“Relative to a couple of years ago, we’re doing much better,” Grand Haven City Manager Pat McGinnis said.
McGinnis isn’t alone in that view, as the U-M poll points to a trend of easing fiscal stress for local governments in Michigan, though many are still suffering ongoing declines.
“Maybe it is a return to normalcy than what we’ve been used to,” McGinnis said.
The U-M study indicates that 33 percent of local governments report being somewhat or significantly less able to meet their fiscal needs this year, compared to 2011. Last year, nearly 50 percent reported such difficulty, and 61 percent did in 2010.
McGinnis said Grand Haven's tax base is growing; the Grand Landing development along U.S. 31 and Jackson Street was recently sold to a new developer; there have been more requests for industrial facility tax exemptions, indicating industries are expanding and creating jobs; and there have been more building permits issued.
“We’re finding it tougher to get a plumber,” he joked.

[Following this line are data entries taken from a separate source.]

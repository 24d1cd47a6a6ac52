//! Lazy enumeration of simple paths.
//!
//! Depth-first traversal over the CSR adjacency, yielding each simple path
//! (no repeated node) from source to target as it is discovered.  Laziness
//! matters: dense topologies have exponentially many simple paths, and the
//! optimizer only ever consumes a bounded prefix.

use orp_core::NodeId;

use crate::network::Topology;

/// Iterator over all simple paths between two nodes, in depth-first
/// adjacency order.
///
/// Created by [`Topology::simple_paths`].  The sequence is finite,
/// deterministic for a given topology, and restartable by constructing a new
/// iterator.  When `source == target` the single zero-length path
/// `[source]` is yielded.
///
/// Both endpoints must be nodes of the topology.
pub struct SimplePaths<'a> {
    topo:   &'a Topology,
    target: NodeId,
    /// Remaining out-edge cursor for each level of the current path.
    stack: Vec<std::ops::Range<u32>>,
    /// The current path prefix, `source` first.
    path: Vec<NodeId>,
    /// Membership mask for `path`.
    on_path: Vec<bool>,
    /// Set while the trivial `source == target` path is still to be yielded.
    trivial_pending: bool,
}

impl<'a> SimplePaths<'a> {
    pub(crate) fn new(topo: &'a Topology, source: NodeId, target: NodeId) -> Self {
        let mut on_path = vec![false; topo.node_count()];
        let mut stack = Vec::new();
        let path = vec![source];

        let trivial_pending = source == target;
        if !trivial_pending {
            on_path[source.index()] = true;
            stack.push(topo.out_range(source));
        }

        Self { topo, target, stack, path, on_path, trivial_pending }
    }
}

impl Iterator for SimplePaths<'_> {
    type Item = Vec<NodeId>;

    fn next(&mut self) -> Option<Vec<NodeId>> {
        if self.trivial_pending {
            self.trivial_pending = false;
            return Some(self.path.clone());
        }

        loop {
            let cursor = self.stack.last_mut()?;

            let Some(edge) = cursor.next() else {
                // Level exhausted — backtrack one hop.
                self.stack.pop();
                if let Some(node) = self.path.pop() {
                    self.on_path[node.index()] = false;
                }
                continue;
            };

            let next = self.topo.edge_to[edge as usize];
            if next == self.target {
                // The target terminates a path but is never descended into.
                let mut found = self.path.clone();
                found.push(next);
                return Some(found);
            }
            if self.on_path[next.index()] {
                continue;
            }

            self.on_path[next.index()] = true;
            self.path.push(next);
            self.stack.push(self.topo.out_range(next));
        }
    }
}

According to McGinnis, the local economy is starting to look like it was five years ago. He said there were better prospects for growth in 2007, and now things are nearing that same level.
Grand Haven isn’t the only local community to notice economic improvement.
Ferrysburg City Manager Craig Bessinger said he thought the city was better off this year than in 2011. He noted that property values went down less this year than they did in 2011, even if it was slight.
"The way City Council has prepared and adopted the budget, the city is going to be able to weather the economy," Bessinger said. "I think there's a light at the end of the tunnel."
Bessinger said he agrees with the U-M study's results, and said he thinks municipalities made adequate cuts a few years back to prepare for the future.